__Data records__
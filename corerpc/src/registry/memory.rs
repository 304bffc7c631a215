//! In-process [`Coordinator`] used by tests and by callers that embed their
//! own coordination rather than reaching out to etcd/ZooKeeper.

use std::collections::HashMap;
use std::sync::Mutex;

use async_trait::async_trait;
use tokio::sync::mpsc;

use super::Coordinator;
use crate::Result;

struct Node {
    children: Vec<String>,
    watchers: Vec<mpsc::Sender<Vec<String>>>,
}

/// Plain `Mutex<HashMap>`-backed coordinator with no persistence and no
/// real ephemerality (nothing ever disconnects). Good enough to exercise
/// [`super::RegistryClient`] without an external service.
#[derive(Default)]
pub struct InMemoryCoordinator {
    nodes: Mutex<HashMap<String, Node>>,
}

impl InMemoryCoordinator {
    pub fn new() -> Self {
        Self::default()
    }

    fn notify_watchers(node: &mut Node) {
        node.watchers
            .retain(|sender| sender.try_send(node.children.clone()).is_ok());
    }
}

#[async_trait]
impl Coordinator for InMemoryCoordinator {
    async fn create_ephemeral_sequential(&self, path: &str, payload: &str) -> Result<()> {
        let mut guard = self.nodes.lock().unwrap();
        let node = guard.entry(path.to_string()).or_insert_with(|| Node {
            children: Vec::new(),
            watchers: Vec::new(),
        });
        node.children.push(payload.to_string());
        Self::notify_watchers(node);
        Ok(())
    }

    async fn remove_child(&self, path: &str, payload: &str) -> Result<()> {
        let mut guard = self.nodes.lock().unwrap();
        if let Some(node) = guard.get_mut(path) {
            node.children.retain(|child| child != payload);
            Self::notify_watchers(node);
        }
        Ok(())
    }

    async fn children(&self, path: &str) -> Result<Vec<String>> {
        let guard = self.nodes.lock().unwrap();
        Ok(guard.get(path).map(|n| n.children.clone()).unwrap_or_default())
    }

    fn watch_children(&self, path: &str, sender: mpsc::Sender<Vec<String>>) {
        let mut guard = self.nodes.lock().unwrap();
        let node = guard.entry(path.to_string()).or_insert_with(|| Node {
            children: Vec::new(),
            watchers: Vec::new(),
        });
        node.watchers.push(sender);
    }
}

__Activity__
With no line skipped, copy the entries exactly as written.

__Answer to this task__
filename corerpc/src/registry/memory.rs
repository 304bffc7c631a215
//! In-process [`Coordinator`] used by tests and by callers that embed their
//! own coordination rather than reaching out to etcd/ZooKeeper.

use std::collections::HashMap;
use std::sync::Mutex;

use async_trait::async_trait;
use tokio::sync::mpsc;

use super::Coordinator;
use crate::Result;

struct Node {
    children: Vec<String>,
    watchers: Vec<mpsc::Sender<Vec<String>>>,
}

/// Plain `Mutex<HashMap>`-backed coordinator with no persistence and no
/// real ephemerality (nothing ever disconnects). Good enough to exercise
/// [`super::RegistryClient`] without an external service.
#[derive(Default)]
pub struct InMemoryCoordinator {
    nodes: Mutex<HashMap<String, Node>>,
}

impl InMemoryCoordinator {
    pub fn new() -> Self {
        Self::default()
    }

    fn notify_watchers(node: &mut Node) {
        node.watchers
            .retain(|sender| sender.try_send(node.children.clone()).is_ok());
    }
}

#[async_trait]
impl Coordinator for InMemoryCoordinator {
    async fn create_ephemeral_sequential(&self, path: &str, payload: &str) -> Result<()> {
        let mut guard = self.nodes.lock().unwrap();
        let node = guard.entry(path.to_string()).or_insert_with(|| Node {
            children: Vec::new(),
            watchers: Vec::new(),
        });
        node.children.push(payload.to_string());
        Self::notify_watchers(node);
        Ok(())
    }

    async fn remove_child(&self, path: &str, payload: &str) -> Result<()> {
        let mut guard = self.nodes.lock().unwrap();
        if let Some(node) = guard.get_mut(path) {
            node.children.retain(|child| child != payload);
            Self::notify_watchers(node);
        }
        Ok(())
    }

    async fn children(&self, path: &str) -> Result<Vec<String>> {
        let guard = self.nodes.lock().unwrap();
        Ok(guard.get(path).map(|n| n.children.clone()).unwrap_or_default())
    }

    fn watch_children(&self, path: &str, sender: mpsc::Sender<Vec<String>>) {
        let mut guard = self.nodes.lock().unwrap();
        let node = guard.entry(path.to_string()).or_insert_with(|| Node {
            children: Vec::new(),
            watchers: Vec::new(),
        });
        node.watchers.push(sender);
    }
}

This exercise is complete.